◆ **How to complete this task**
The full data, repeated exactly, is the only answer needed.
┄┄┄┄┄┄┄┄┄┄
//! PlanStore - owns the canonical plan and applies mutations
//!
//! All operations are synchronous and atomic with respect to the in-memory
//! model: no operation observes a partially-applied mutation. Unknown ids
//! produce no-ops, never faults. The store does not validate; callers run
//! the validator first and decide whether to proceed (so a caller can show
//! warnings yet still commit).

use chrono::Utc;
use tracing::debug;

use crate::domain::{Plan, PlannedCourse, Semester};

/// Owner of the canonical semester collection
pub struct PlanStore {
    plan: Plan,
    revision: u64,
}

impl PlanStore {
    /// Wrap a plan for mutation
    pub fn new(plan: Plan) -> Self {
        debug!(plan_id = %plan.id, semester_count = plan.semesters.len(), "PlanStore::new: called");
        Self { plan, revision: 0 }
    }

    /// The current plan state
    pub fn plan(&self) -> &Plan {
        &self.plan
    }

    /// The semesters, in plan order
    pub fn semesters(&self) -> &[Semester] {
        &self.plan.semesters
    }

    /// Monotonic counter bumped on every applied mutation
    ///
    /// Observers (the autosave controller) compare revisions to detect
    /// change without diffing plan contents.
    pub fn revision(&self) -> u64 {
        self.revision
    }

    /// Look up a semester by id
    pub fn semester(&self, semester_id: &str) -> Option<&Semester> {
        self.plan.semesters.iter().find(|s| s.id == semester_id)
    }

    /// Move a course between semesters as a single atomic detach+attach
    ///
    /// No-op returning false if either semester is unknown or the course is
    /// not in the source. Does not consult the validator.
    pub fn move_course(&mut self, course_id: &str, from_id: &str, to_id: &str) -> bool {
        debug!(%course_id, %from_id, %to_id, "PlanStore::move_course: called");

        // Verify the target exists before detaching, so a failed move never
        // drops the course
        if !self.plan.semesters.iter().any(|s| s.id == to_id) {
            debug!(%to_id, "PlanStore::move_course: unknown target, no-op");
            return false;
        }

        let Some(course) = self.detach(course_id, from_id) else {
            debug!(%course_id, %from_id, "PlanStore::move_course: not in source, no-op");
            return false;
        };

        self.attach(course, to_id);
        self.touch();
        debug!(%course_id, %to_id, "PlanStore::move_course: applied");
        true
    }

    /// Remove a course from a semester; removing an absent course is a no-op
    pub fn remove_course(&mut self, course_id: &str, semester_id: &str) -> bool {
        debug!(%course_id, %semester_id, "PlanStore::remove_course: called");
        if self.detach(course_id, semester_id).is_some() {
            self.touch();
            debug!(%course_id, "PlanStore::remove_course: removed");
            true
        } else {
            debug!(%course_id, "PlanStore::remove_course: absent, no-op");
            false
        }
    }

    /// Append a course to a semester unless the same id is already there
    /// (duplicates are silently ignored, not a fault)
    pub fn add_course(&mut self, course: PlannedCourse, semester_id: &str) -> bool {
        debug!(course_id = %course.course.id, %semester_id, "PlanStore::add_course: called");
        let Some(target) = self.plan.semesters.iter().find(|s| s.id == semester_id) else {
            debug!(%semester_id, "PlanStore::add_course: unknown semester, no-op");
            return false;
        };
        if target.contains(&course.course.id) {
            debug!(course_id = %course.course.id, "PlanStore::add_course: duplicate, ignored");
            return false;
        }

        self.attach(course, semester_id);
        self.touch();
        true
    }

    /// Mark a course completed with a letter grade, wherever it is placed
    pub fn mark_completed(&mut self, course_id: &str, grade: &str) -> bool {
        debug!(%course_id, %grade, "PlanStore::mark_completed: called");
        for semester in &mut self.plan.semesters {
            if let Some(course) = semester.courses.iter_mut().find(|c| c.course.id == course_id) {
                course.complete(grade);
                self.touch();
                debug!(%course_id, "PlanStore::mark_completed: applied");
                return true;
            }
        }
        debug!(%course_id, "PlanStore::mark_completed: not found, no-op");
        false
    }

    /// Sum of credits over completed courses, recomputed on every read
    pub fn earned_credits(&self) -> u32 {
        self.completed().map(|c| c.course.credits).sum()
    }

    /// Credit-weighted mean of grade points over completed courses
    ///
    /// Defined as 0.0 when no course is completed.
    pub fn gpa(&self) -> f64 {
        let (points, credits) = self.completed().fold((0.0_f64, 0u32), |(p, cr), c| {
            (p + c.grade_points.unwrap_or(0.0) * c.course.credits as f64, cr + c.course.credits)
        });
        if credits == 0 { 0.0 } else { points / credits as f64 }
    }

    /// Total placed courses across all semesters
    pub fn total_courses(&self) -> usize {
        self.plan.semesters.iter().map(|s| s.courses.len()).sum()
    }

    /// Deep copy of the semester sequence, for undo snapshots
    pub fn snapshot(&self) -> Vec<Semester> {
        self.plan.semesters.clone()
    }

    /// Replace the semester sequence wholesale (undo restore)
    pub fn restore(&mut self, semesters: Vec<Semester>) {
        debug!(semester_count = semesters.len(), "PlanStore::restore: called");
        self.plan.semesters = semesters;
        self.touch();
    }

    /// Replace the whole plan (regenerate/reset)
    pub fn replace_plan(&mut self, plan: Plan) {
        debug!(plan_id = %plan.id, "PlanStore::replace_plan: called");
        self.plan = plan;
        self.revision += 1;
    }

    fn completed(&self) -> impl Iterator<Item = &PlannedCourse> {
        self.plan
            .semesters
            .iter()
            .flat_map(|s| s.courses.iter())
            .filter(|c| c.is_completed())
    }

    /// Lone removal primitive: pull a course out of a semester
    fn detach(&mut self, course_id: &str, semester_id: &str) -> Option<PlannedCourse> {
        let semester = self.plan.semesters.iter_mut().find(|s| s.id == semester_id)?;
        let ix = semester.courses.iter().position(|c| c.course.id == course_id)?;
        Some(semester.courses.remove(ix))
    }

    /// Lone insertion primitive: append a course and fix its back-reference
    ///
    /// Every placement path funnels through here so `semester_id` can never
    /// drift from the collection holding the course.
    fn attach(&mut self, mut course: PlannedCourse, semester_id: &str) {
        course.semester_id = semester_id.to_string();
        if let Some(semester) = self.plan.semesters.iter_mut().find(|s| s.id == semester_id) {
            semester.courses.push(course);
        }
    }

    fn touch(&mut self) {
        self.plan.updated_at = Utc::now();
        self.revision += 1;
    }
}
┄┄┄┄┄┄┄┄┄┄
◆ **Task answer**
//! PlanStore - owns the canonical plan and applies mutations
//!
//! All operations are synchronous and atomic with respect to the in-memory
//! model: no operation observes a partially-applied mutation. Unknown ids
//! produce no-ops, never faults. The store does not validate; callers run
//! the validator first and decide whether to proceed (so a caller can show
//! warnings yet still commit).

use chrono::Utc;
use tracing::debug;

use crate::domain::{Plan, PlannedCourse, Semester};

/// Owner of the canonical semester collection
pub struct PlanStore {
    plan: Plan,
    revision: u64,
}

impl PlanStore {
    /// Wrap a plan for mutation
    pub fn new(plan: Plan) -> Self {
        debug!(plan_id = %plan.id, semester_count = plan.semesters.len(), "PlanStore::new: called");
        Self { plan, revision: 0 }
    }

    /// The current plan state
    pub fn plan(&self) -> &Plan {
        &self.plan
    }

    /// The semesters, in plan order
    pub fn semesters(&self) -> &[Semester] {
        &self.plan.semesters
    }

    /// Monotonic counter bumped on every applied mutation
    ///
    /// Observers (the autosave controller) compare revisions to detect
    /// change without diffing plan contents.
    pub fn revision(&self) -> u64 {
        self.revision
    }

    /// Look up a semester by id
    pub fn semester(&self, semester_id: &str) -> Option<&Semester> {
        self.plan.semesters.iter().find(|s| s.id == semester_id)
    }

    /// Move a course between semesters as a single atomic detach+attach
    ///
    /// No-op returning false if either semester is unknown or the course is
    /// not in the source. Does not consult the validator.
    pub fn move_course(&mut self, course_id: &str, from_id: &str, to_id: &str) -> bool {
        debug!(%course_id, %from_id, %to_id, "PlanStore::move_course: called");

        // Verify the target exists before detaching, so a failed move never
        // drops the course
        if !self.plan.semesters.iter().any(|s| s.id == to_id) {
            debug!(%to_id, "PlanStore::move_course: unknown target, no-op");
            return false;
        }

        let Some(course) = self.detach(course_id, from_id) else {
            debug!(%course_id, %from_id, "PlanStore::move_course: not in source, no-op");
            return false;
        };

        self.attach(course, to_id);
        self.touch();
        debug!(%course_id, %to_id, "PlanStore::move_course: applied");
        true
    }

    /// Remove a course from a semester; removing an absent course is a no-op
    pub fn remove_course(&mut self, course_id: &str, semester_id: &str) -> bool {
        debug!(%course_id, %semester_id, "PlanStore::remove_course: called");
        if self.detach(course_id, semester_id).is_some() {
            self.touch();
            debug!(%course_id, "PlanStore::remove_course: removed");
            true
        } else {
            debug!(%course_id, "PlanStore::remove_course: absent, no-op");
            false
        }
    }

    /// Append a course to a semester unless the same id is already there
    /// (duplicates are silently ignored, not a fault)
    pub fn add_course(&mut self, course: PlannedCourse, semester_id: &str) -> bool {
        debug!(course_id = %course.course.id, %semester_id, "PlanStore::add_course: called");
        let Some(target) = self.plan.semesters.iter().find(|s| s.id == semester_id) else {
            debug!(%semester_id, "PlanStore::add_course: unknown semester, no-op");
            return false;
        };
        if target.contains(&course.course.id) {
            debug!(course_id = %course.course.id, "PlanStore::add_course: duplicate, ignored");
            return false;
        }

        self.attach(course, semester_id);
        self.touch();
        true
    }

    /// Mark a course completed with a letter grade, wherever it is placed
    pub fn mark_completed(&mut self, course_id: &str, grade: &str) -> bool {
        debug!(%course_id, %grade, "PlanStore::mark_completed: called");
        for semester in &mut self.plan.semesters {
            if let Some(course) = semester.courses.iter_mut().find(|c| c.course.id == course_id) {
                course.complete(grade);
                self.touch();
                debug!(%course_id, "PlanStore::mark_completed: applied");
                return true;
            }
        }
        debug!(%course_id, "PlanStore::mark_completed: not found, no-op");
        false
    }

    /// Sum of credits over completed courses, recomputed on every read
    pub fn earned_credits(&self) -> u32 {
        self.completed().map(|c| c.course.credits).sum()
    }

    /// Credit-weighted mean of grade points over completed courses
    ///
    /// Defined as 0.0 when no course is completed.
    pub fn gpa(&self) -> f64 {
        let (points, credits) = self.completed().fold((0.0_f64, 0u32), |(p, cr), c| {
            (p + c.grade_points.unwrap_or(0.0) * c.course.credits as f64, cr + c.course.credits)
        });
        if credits == 0 { 0.0 } else { points / credits as f64 }
    }

    /// Total placed courses across all semesters
    pub fn total_courses(&self) -> usize {
        self.plan.semesters.iter().map(|s| s.courses.len()).sum()
    }

    /// Deep copy of the semester sequence, for undo snapshots
    pub fn snapshot(&self) -> Vec<Semester> {
        self.plan.semesters.clone()
    }

    /// Replace the semester sequence wholesale (undo restore)
    pub fn restore(&mut self, semesters: Vec<Semester>) {
        debug!(semester_count = semesters.len(), "PlanStore::restore: called");
        self.plan.semesters = semesters;
        self.touch();
    }

    /// Replace the whole plan (regenerate/reset)
    pub fn replace_plan(&mut self, plan: Plan) {
        debug!(plan_id = %plan.id, "PlanStore::replace_plan: called");
        self.plan = plan;
        self.revision += 1;
    }

    fn completed(&self) -> impl Iterator<Item = &PlannedCourse> {
        self.plan
            .semesters
            .iter()
            .flat_map(|s| s.courses.iter())
            .filter(|c| c.is_completed())
    }

    /// Lone removal primitive: pull a course out of a semester
    fn detach(&mut self, course_id: &str, semester_id: &str) -> Option<PlannedCourse> {
        let semester = self.plan.semesters.iter_mut().find(|s| s.id == semester_id)?;
        let ix = semester.courses.iter().position(|c| c.course.id == course_id)?;
        Some(semester.courses.remove(ix))
    }

    /// Lone insertion primitive: append a course and fix its back-reference
    ///
    /// Every placement path funnels through here so `semester_id` can never
    /// drift from the collection holding the course.
    fn attach(&mut self, mut course: PlannedCourse, semester_id: &str) {
        course.semester_id = semester_id.to_string();
        if let Some(semester) = self.plan.semesters.iter_mut().find(|s| s.id == semester_id) {
            semester.courses.push(course);
        }
    }

    fn touch(&mut self) {
        self.plan.updated_at = Utc::now();
        self.revision += 1;
    }
}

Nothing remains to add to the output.